Without hope of a definitive answer it’s much easier to say they have affected each other significantly, but at different times and in different ways.
Over time there has been a shift from technology leading consumers to consumers leading technology.
Here’s the big picture view as we see it…
Technology gave rise to new imaginations and expectations within travellers
Certainly, it was technology that kicked off the conversation between the two. The advancements of faster speed internet, mobile technology, apps, and numerous intuitive online technologies like virtual assistants has given consumers an unbridled sense of freedom and convenience. Once upon a time your guests would book over the phone, by walking into a hotel, or through a travel agent. Now online travel agents (OTAs), hotel websites, and social media dominate.
Technology has allowed hotel guests to instantly access any information they’re looking for on the Internet via a PC, laptop, tablet, or smartphone – with mobile bookings in particular experiencing constant growth. It’s also given them the expectation that their behaviour, history, and preferences will not only be remembered but used for an even greater level of assistance and personalisation.
For example, guests can book their own flights and hotels online, choose to stay in a stranger’s house, and search online restaurant reviews on their mobile – all while connected to your hotel wifi.
All of this can be performed autonomously and in their own time. It spells danger for traditional agents and guides but it’s ideal for consumers.
What are travellers expecting right now?
In general terms travellers now take for granted the service they receive will be authentic, personal, and instant; and they only want this to keep improving. Anything that falls beneath these standards is likely to garner a negative review or poor public feedback.
If a guest took out their phone and searched for a nearby hotel, they’d expect the offered information to be tailored based on their location, time of day, and even past interests and bookings. This would remain so throughout the booking journey and their stay, whereby they’d require the hotel to maintain a constant level of communication and keep a record of travel preferences.
A survey by Amadeus reported 92% of respondents supported the idea that “…hotel guests will expect their stay to be personalised around a set of choices they make at the time of booking or prior to arrival”.
This means the guest of the future will be able to pick and choose all aspects of their experience including technology, hotel services, the room, the journey, pricing and communications.

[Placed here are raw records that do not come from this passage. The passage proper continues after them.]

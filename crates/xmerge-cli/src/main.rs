//! xmerge CLI - Main entry point

use std::path::PathBuf;

use anyhow::Result;
use clap::{Parser, Subcommand};
use tracing_subscriber::{layer::SubscriberExt, util::SubscriberInitExt};

mod commands;

#[derive(Parser)]
#[command(name = "xmerge")]
#[command(version)]
#[command(about = "Merge configuration templates into workspaces", long_about = None)]
struct Cli {
    #[command(subcommand)]
    command: Commands,
}

#[derive(Subcommand)]
enum Commands {
    /// Merge an update file or directory into a workspace
    Merge {
        /// Template file or directory merged on every run
        #[arg(short, long)]
        update: PathBuf,

        /// Workspace file or directory to create or update
        #[arg(short, long)]
        workspace: PathBuf,

        /// Template file or directory that seeds a missing workspace
        #[arg(short, long)]
        setup: Option<PathBuf>,

        /// Settings file (TOML)
        #[arg(short, long)]
        config: Option<PathBuf>,

        /// Variable definition (NAME=VALUE)
        #[arg(short = 'D', long = "define", value_parser = commands::merge::parse_define)]
        defines: Vec<(String, String)>,

        /// Abort a file merge when an identity query matches several elements
        #[arg(long)]
        fail_on_ambiguous: bool,

        /// Handle templates without the merge namespace as legacy templates
        #[arg(long)]
        legacy: bool,
    },

    /// Write workspace edits back into the update templates
    Inverse {
        /// Workspace file or directory holding the edits
        #[arg(short, long)]
        workspace: PathBuf,

        /// Template file or directory to update
        #[arg(short, long)]
        update: PathBuf,

        /// Settings file (TOML)
        #[arg(short, long)]
        config: Option<PathBuf>,

        /// Variable definition (NAME=VALUE)
        #[arg(short = 'D', long = "define", value_parser = commands::merge::parse_define)]
        defines: Vec<(String, String)>,

        /// Also copy properties that only exist in the workspace
        #[arg(long)]
        add_new_properties: bool,
    },

    /// Report XML files that lack the merge namespace
    Check {
        /// Files or directories to check
        #[arg(required = true)]
        paths: Vec<PathBuf>,

        /// Settings file (TOML)
        #[arg(short, long)]
        config: Option<PathBuf>,
    },
}

fn main() -> Result<()> {
    // Initialize logging
    tracing_subscriber::registry()
        .with(
            tracing_subscriber::EnvFilter::try_from_default_env()
                .unwrap_or_else(|_| "xmerge=info".into()),
        )
        .with(tracing_subscriber::fmt::layer())
        .init();

    let cli = Cli::parse();

    match cli.command {
        Commands::Merge {
            update,
            workspace,
            setup,
            config,
            defines,
            fail_on_ambiguous,
            legacy,
        } => commands::merge::execute(commands::merge::MergeArgs {
            update,
            workspace,
            setup,
            config,
            defines,
            fail_on_ambiguous,
            legacy,
        }),
        Commands::Inverse {
            workspace,
            update,
            config,
            defines,
            add_new_properties,
        } => commands::inverse::execute(commands::inverse::InverseArgs {
            workspace,
            update,
            config,
            defines,
            add_new_properties,
        }),
        Commands::Check { paths, config } => commands::check::execute(&paths, config.as_deref()),
    }
}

Other data sources show 57% of US travellers think brands should tailor their information based on personal preferences or past behaviours. If they did, 36% would be likely to pay more for their services, including hotel rooms.
How can hoteliers respond to changing traveller behaviour?
Hotels must be led by guest behaviour and not necessarily technology progression.
Success will come by only adopting the right hotel technology that helps guests make smoother bookings and optimise the convenience and quality of their stay.
Smart hoteliers will do the following:
- Move to faster-speed internet and provide increased bandwidth for guests
- Use technologies like mobile apps to create better ways to promote loyalty
- Implement technology like voice recognition or gesture-activated interfaces to speed up guest activities
- Adopt new guest-facing technology early to gain a point of difference over competitors
- Embrace automated marketing opportunities, and experiment with new features like including machine learning to unlock new customer insights
- Use hotel technology like channel management and online booking engines to streamline backend processes, allowing more time to be dedicated to guests
- Consider virtual technology to improve in-room guest service
Very soon the majority of new hotel technology will arise from guests’ desire, rather than pure innovation – so it’s extremely important hotels listen to what travellers want from a trip and a hotel stay as it’s happening now.
All signs point to the ever-growing need for individually customised guest experience.